Project:  Mapping the Disk of the Milky Way Galaxy (Prof. Bob Benjamin):

Using data from NASA’s Spitzer Space Telescope, WISE (Widefield Infrared Survey Explorer), and two ground-based infrared surveys (UKIDSS-Galactic Plane Survey) and VVV, you will help develop new three dimensional maps of the stellar density  and star-forming regions of our own Milky Way Galaxy  Distances to these stellar sources will be calibrated with data  from the (European Space Agency) Gaia satellite which will release parallax and proper motion information for up to a billion stars in April of 2018. Depending on the pace of discoveries, you may also have an opportunity to measure the circular and non-circular motion of stars in the Galactic disk.


Data-intensive astronomy (Dr. Ralf Kotulla)

Astronomy is increasingly becoming a data-driven science where new results are extracted from every increasing amounts of data. This project aims at developing and applying the tools to process large amounts of data using modern techniques such as python codes optimized for parallel data processing. Research topics (often in collaboration with Prof. Gallagher) could include the search for some of the faintest low-surface brightness galaxies in the nearby universe from archival data taken on the world's largest telescopes,  analyzing data from the Hubble Space Telescope to use star clusters to reconstruct a galaxy's formation history, or ground-based observation from the WIYN One Degree Imager to search for interactions between dwarf and giant galaxies.
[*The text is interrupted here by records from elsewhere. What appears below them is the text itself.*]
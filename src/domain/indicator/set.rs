//! Per-token indicator bundle consumed by the signal rules.

use crate::domain::candle::{closes, Candle};
use crate::domain::indicator::atr::calculate_atr;
use crate::domain::indicator::bollinger::{calculate_bollinger, BollingerBands};
use crate::domain::indicator::ema::calculate_ema;
use crate::domain::indicator::rsi::calculate_rsi;
use crate::domain::indicator::sma::calculate_sma;
use crate::domain::indicator::volatility::calculate_volatility;
use crate::domain::indicator::IndicatorSeries;

/// Every series the strategy rules read, computed once per token and shared
/// read-only by all agents.
#[derive(Debug, Clone, PartialEq)]
pub struct IndicatorSet {
    pub sma20: IndicatorSeries,
    pub sma26: IndicatorSeries,
    pub sma50: IndicatorSeries,
    pub ema9: IndicatorSeries,
    pub ema12: IndicatorSeries,
    pub ema26: IndicatorSeries,
    pub rsi14: IndicatorSeries,
    pub bollinger: IndicatorSeries<BollingerBands>,
    pub volatility14: IndicatorSeries,
    pub atr14: IndicatorSeries,
}

impl IndicatorSet {
    pub fn compute(candles: &[Candle]) -> Self {
        let closes = closes(candles);
        IndicatorSet {
            sma20: calculate_sma(&closes, 20),
            sma26: calculate_sma(&closes, 26),
            sma50: calculate_sma(&closes, 50),
            ema9: calculate_ema(&closes, 9),
            ema12: calculate_ema(&closes, 12),
            ema26: calculate_ema(&closes, 26),
            rsi14: calculate_rsi(&closes, 14),
            bollinger: calculate_bollinger(&closes, 20, 200),
            volatility14: calculate_volatility(&closes, 14),
            atr14: calculate_atr(candles, 14),
        }
    }

    /// Number of entries (equal to the candle count).
    pub fn len(&self) -> usize {
        self.sma20.len()
    }

    pub fn is_empty(&self) -> bool {
        self.sma20.is_empty()
    }
}

#[cfg(test)]
mod tests {
    use super::*;
    use crate::domain::indicator::test_support::make_candles;

    fn ramp(n: usize) -> Vec<Candle> {
        let prices: Vec<f64> = (0..n).map(|i| 100.0 + i as f64).collect();
        make_candles(&prices)
    }

    #[test]
    fn series_are_index_aligned() {
        let set = IndicatorSet::compute(&ramp(60));
        assert_eq!(set.len(), 60);
        assert_eq!(set.sma50.len(), 60);
        assert_eq!(set.bollinger.len(), 60);
        assert_eq!(set.atr14.len(), 60);
    }

    #[test]
    fn warmup_boundaries() {
        let set = IndicatorSet::compute(&ramp(60));
        assert_eq!(set.sma20.first_valid(), Some(19));
        assert_eq!(set.sma26.first_valid(), Some(25));
        assert_eq!(set.sma50.first_valid(), Some(49));
        assert_eq!(set.ema9.first_valid(), Some(8));
        assert_eq!(set.ema26.first_valid(), Some(25));
        assert_eq!(set.rsi14.first_valid(), Some(14));
        assert_eq!(set.bollinger.first_valid(), Some(19));
        assert_eq!(set.volatility14.first_valid(), Some(14));
        assert_eq!(set.atr14.first_valid(), Some(14));
    }

    #[test]
    fn short_history_has_no_long_average() {
        let set = IndicatorSet::compute(&ramp(30));
        assert!(set.sma50.values.iter().all(Option::is_none));
        assert!(set.sma20.at(29).is_some());
    }

    #[test]
    fn recomputation_is_identical() {
        let candles = ramp(40);
        assert_eq!(IndicatorSet::compute(&candles), IndicatorSet::compute(&candles));
    }

    #[test]
    fn prefix_slice_gives_same_values() {
        // no look-ahead: values up to i depend only on candles up to i
        let candles = ramp(60);
        let full = IndicatorSet::compute(&candles);
        let prefix = IndicatorSet::compute(&candles[..35]);
        for i in 0..35 {
            assert_eq!(full.sma20.at(i), prefix.sma20.at(i));
            assert_eq!(full.ema12.at(i), prefix.ema12.at(i));
            assert_eq!(full.rsi14.at(i), prefix.rsi14.at(i));
            assert_eq!(full.volatility14.at(i), prefix.volatility14.at(i));
        }
    }
}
As part of this project you will become familiar with programming in python (no prior knowledge is required, but it's certainly helpful), how to extract useful information from data using commonly used tools such as ds9 and topcat, how to visualize and present the results, to (depending on progress) how to apply machine-learning techniques to optimize and speed-up data exploration and analysis. Depending on telescope time allocations this project might also offer the potential to take part in an observing run.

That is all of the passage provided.